From the records that follow, copy every line in which "GreetingRecipe" appears.
########
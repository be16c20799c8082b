// SPDX-License-Identifier: BUSL-1.1
// Copyright (c) 2026 Alfred Jean LLC

//! The built-in recipe registry.
//!
//! Recipes are programs in the host language, not a DSL the engine
//! interprets from a file at run time -- so "loading" a recipe means
//! looking it up in a compiled-in table, the same way this binary's own
//! subcommands are a compiled-in `clap::Subcommand` rather than data read
//! off disk. Each entry here doubles as a [`rcp_sim::GenTests`] fixture so
//! `rcp test run` has something to exercise without a real checkout.

use async_trait::async_trait;
use rcp_adapters::MockStepData;
use rcp_core::{Arg, ModuleRef, PlaceholderId, RecipeError, Step};
use rcp_engine::{DepsView, Instance, ModuleDef, ModuleRegistry, Recipe, RecipeOutcome, RecipeRuntime};
use rcp_runbook::{DepsEntry, Schema};
use rcp_sim::{cov, declare_cov, CoverageTracker, GenTests, TestSpec};
use serde_json::Value;
use std::sync::{Arc, OnceLock};
use std::time::Duration;

/// Line-touch coverage accumulated across every built-in recipe run in this
/// process (§4.9 "coverage is measured by line-level execution tracking
/// over the recipe source ... reported per-file"). One process per `rcp
/// test run` invocation, so this starts empty each time the CLI runs.
static COVERAGE: OnceLock<parking_lot::Mutex<CoverageTracker>> = OnceLock::new();

pub fn coverage() -> &'static parking_lot::Mutex<CoverageTracker> {
    COVERAGE.get_or_init(|| parking_lot::Mutex::new(CoverageTracker::new()))
}

/// Register every `cov!` call site below as reachable, independent of
/// whichever recipe a given `rcp test run` invocation actually exercises
/// (§4.9). Called once up front so a branch no selected test spec ever
/// takes (e.g. `--filter` narrows to one of `ConditionalRecipe`'s two
/// branches) is reported as *missed* rather than quietly absent from the
/// reachable set. Line numbers must track the `cov!` sites they mirror.
pub fn declare_coverage_points() {
    for line in [79, 114, 120, 123, 160, 200, 243, 277] {
        declare_cov!(coverage(), line);
    }
}

/// Look up a built-in recipe by name.
pub fn find(name: &str) -> Option<Arc<dyn GenTests>> {
    let recipe: Arc<dyn GenTests> = match name {
        "hello" => Arc::new(HelloRecipe),
        "conditional" => Arc::new(ConditionalRecipe),
        "greeting" => Arc::new(GreetingRecipe),
        "parallel" => Arc::new(ParallelRecipe),
        "timeout_demo" => Arc::new(TimeoutRecipe),
        "output_placeholder" => Arc::new(OutputPlaceholderRecipe),
        _ => return None,
    };
    Some(recipe)
}

pub fn names() -> Vec<&'static str> {
    vec![
        "hello",
        "conditional",
        "greeting",
        "parallel",
        "timeout_demo",
        "output_placeholder",
    ]
}

/// The module registry backing every built-in recipe's `DEPS`.
pub fn module_registry() -> ModuleRegistry {
    let mut registry = ModuleRegistry::new();
    registry.register(Arc::new(GreeterDef));
    registry
}

/// Scenario A: one step, no branching.
struct HelloRecipe;

#[async_trait]
impl Recipe for HelloRecipe {
    fn name(&self) -> &str {
        "hello"
    }

    fn deps(&self) -> Vec<DepsEntry> {
        vec![]
    }

    async fn run(&self, rt: &RecipeRuntime) -> Result<RecipeOutcome, RecipeError> {
        cov!(coverage());
        let step = Step::new(
            "say hello",
            vec![
                Arg::Literal("echo".into()),
                Arg::Literal("hello".into()),
                Arg::Literal("world".into()),
            ],
        );
        rt.engine.run_step(step, &rt.ctx, None).await?;
        Ok(RecipeOutcome::success())
    }
}

impl GenTests for HelloRecipe {
    fn gen_tests(&self) -> Vec<TestSpec> {
        vec![TestSpec::new("basic").with_mock_step("say hello", MockStepData::success().with_stdout("hello world"))]
    }
}

/// Scenario B: one step with `ok_ret=Any`, then a victory/boring branch
/// chosen from its retcode.
struct ConditionalRecipe;

#[async_trait]
impl Recipe for ConditionalRecipe {
    fn name(&self) -> &str {
        "conditional"
    }

    fn deps(&self) -> Vec<DepsEntry> {
        vec![]
    }

    async fn run(&self, rt: &RecipeRuntime) -> Result<RecipeOutcome, RecipeError> {
        cov!(coverage());
        let mut probe = Step::new("probe", vec![Arg::Literal("probe".into())]);
        probe.ok_ret = rcp_core::OkRet::Any;
        let data = rt.engine.run_step(probe, &rt.ctx, None).await?;

        let branch_name = if data.retcode == Some(0) {
            cov!(coverage());
            "victory"
        } else {
            cov!(coverage());
            "boring"
        };
        let step = Step::new(branch_name, vec![Arg::Literal("echo".into()), Arg::Literal(branch_name.into())]);
        rt.engine.run_step(step, &rt.ctx, None).await?;
        Ok(RecipeOutcome::success())
    }
}

impl GenTests for ConditionalRecipe {
    fn gen_tests(&self) -> Vec<TestSpec> {
        vec![
            TestSpec::new("victory").with_mock_step("probe", MockStepData::success()),
            TestSpec::new("boring").with_mock_step("probe", MockStepData::with_retcode(1)),
        ]
    }
}

/// Scenario C: a `target` property decoded through a schema, rendered
/// straight into the step's command line.
struct GreetingRecipe;

#[async_trait]
impl Recipe for GreetingRecipe {
    fn name(&self) -> &str {
        "greeting"
    }

    fn deps(&self) -> Vec<DepsEntry> {
        vec![]
    }

    fn properties_schema(&self) -> Option<Schema> {
        Some(Schema::new().with_field("target", Value::String("World".to_string())))
    }

    async fn run(&self, rt: &RecipeRuntime) -> Result<RecipeOutcome, RecipeError> {
        cov!(coverage());
        let target = rt
            .properties
            .get("target")
            .and_then(|v| v.as_str())
            .unwrap_or("World")
            .to_string();
        let greeting = format!("Hello {target}");
        let step = Step::new("greet", vec![Arg::Literal("echo".into()), Arg::Literal(greeting)]);
        rt.engine.run_step(step, &rt.ctx, None).await?;
        Ok(RecipeOutcome::success())
    }
}

impl GenTests for GreetingRecipe {
    fn gen_tests(&self) -> Vec<TestSpec> {
        vec![
            TestSpec::new("default_target").with_mock_step("greet", MockStepData::success()),
            TestSpec::new("custom_target")
                .with_properties(serde_json::json!({"target": "Bob"}))
                .with_mock_step("greet", MockStepData::success()),
        ]
    }
}

/// Scenario D: two independently-spawned steps, observed under
/// deterministic round-robin scheduling (§4.7, §5).
struct ParallelRecipe;

#[async_trait]
impl Recipe for ParallelRecipe {
    fn name(&self) -> &str {
        "parallel"
    }

    fn deps(&self) -> Vec<DepsEntry> {
        vec![]
    }

    async fn run(&self, rt: &RecipeRuntime) -> Result<RecipeOutcome, RecipeError> {
        cov!(coverage());
        let engine_a = rt.engine.clone();
        let engine_b = rt.engine.clone();
        let ctx_a = rt.ctx.clone();
        let ctx_b = rt.ctx.clone();

        let handle_a = rt.engine.concurrency().spawn(async move {
            let step = Step::new("branch a", vec![Arg::Literal("echo".into()), Arg::Literal("a".into())]);
            engine_a.run_step(step, &ctx_a, None).await
        });
        let handle_b = rt.engine.concurrency().spawn(async move {
            let step = Step::new("branch b", vec![Arg::Literal("echo".into()), Arg::Literal("b".into())]);
            engine_b.run_step(step, &ctx_b, None).await
        });

        handle_a.await.map_err(|e| RecipeError::Internal(e.to_string()))??;
        handle_b.await.map_err(|e| RecipeError::Internal(e.to_string()))??;
        Ok(RecipeOutcome::success())
    }
}

impl GenTests for ParallelRecipe {
    fn gen_tests(&self) -> Vec<TestSpec> {
        vec![TestSpec::new("both_branches_run")
            .with_mock_step("branch a", MockStepData::success())
            .with_mock_step("branch b", MockStepData::success())]
    }
}

/// Scenario E: a step under a tight deadline with no grace period.
struct TimeoutRecipe;

#[async_trait]
impl Recipe for TimeoutRecipe {
    fn name(&self) -> &str {
        "timeout_demo"
    }

    fn deps(&self) -> Vec<DepsEntry> {
        vec![]
    }

    async fn run(&self, rt: &RecipeRuntime) -> Result<RecipeOutcome, RecipeError> {
        cov!(coverage());
        let scoped = rt.ctx.with_deadline(Duration::from_secs(1)).with_grace_period(Duration::ZERO);
        let step = Step::new("sleep", vec![Arg::Literal("sleep".into()), Arg::Literal("60".into())]);
        rt.engine.run_step(step, &scoped, None).await?;
        Ok(RecipeOutcome::success())
    }
}

impl GenTests for TimeoutRecipe {
    fn gen_tests(&self) -> Vec<TestSpec> {
        vec![TestSpec::new("deadline_exceeded")
            .with_mock_step("sleep", MockStepData {
                result: rcp_core::ExecutionResult::timeout(),
                stdout: None,
                stderr: None,
            })]
    }
}

/// Scenario F: a step's stdout is captured into a JSON output placeholder,
/// then a follow-up step reads the decoded value back out.
struct OutputPlaceholderRecipe;

#[async_trait]
impl Recipe for OutputPlaceholderRecipe {
    fn name(&self) -> &str {
        "output_placeholder"
    }

    fn deps(&self) -> Vec<DepsEntry> {
        vec![]
    }

    async fn run(&self, rt: &RecipeRuntime) -> Result<RecipeOutcome, RecipeError> {
        cov!(coverage());
        let id = PlaceholderId::new("json", "output");
        let mut step = Step::new("write-json", vec![Arg::Literal("write-json".into())]);
        step.stdout = Some(id.clone());
        let data = rt.engine.run_step(step, &rt.ctx, None).await?;

        let num_passed = data.placeholder(&id).and_then(|v| v.get("num_passed")).and_then(|v| v.as_i64()).unwrap_or(0);

        let follow_up = Step::new(
            "report",
            vec![Arg::Literal("echo".into()), Arg::Literal(format!("{num_passed} passed"))],
        );
        rt.engine.run_step(follow_up, &rt.ctx, None).await?;
        Ok(RecipeOutcome::success())
    }
}

impl GenTests for OutputPlaceholderRecipe {
    fn gen_tests(&self) -> Vec<TestSpec> {
        vec![TestSpec::new("reads_mocked_output")
            .with_mock_step("write-json", MockStepData::success().with_stdout(r#"{"num_passed":791}"#))
            .with_mock_step("report", MockStepData::success())]
    }
}

/// A trivial module, registered so recipes that want to demonstrate
/// dependency injection (rather than step execution alone) have something
/// to depend on.
pub struct Greeter {
    pub greeting: String,
}

struct GreeterDef;
impl ModuleDef for GreeterDef {
    fn module_ref(&self) -> ModuleRef {
        ModuleRef::new("builtin", "greeter")
    }

    fn deps(&self) -> Vec<DepsEntry> {
        vec![]
    }

    fn properties_schema(&self) -> Option<Schema> {
        Some(Schema::new().with_field("greeting", Value::String("hello".to_string())))
    }

    fn construct(&self, _deps: &DepsView, properties: &Value, _global: &Value, _env: &Value) -> Instance {
        let greeting = properties.get("greeting").and_then(|v| v.as_str()).unwrap_or("hello").to_string();
        Arc::new(Greeter { greeting })
    }
}

#[cfg(test)]
#[path = "registry_tests.rs"]
mod tests;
########
REPLY TO THE TASK.
        "greeting" => Arc::new(GreetingRecipe),
struct GreetingRecipe;
impl Recipe for GreetingRecipe {
impl GenTests for GreetingRecipe {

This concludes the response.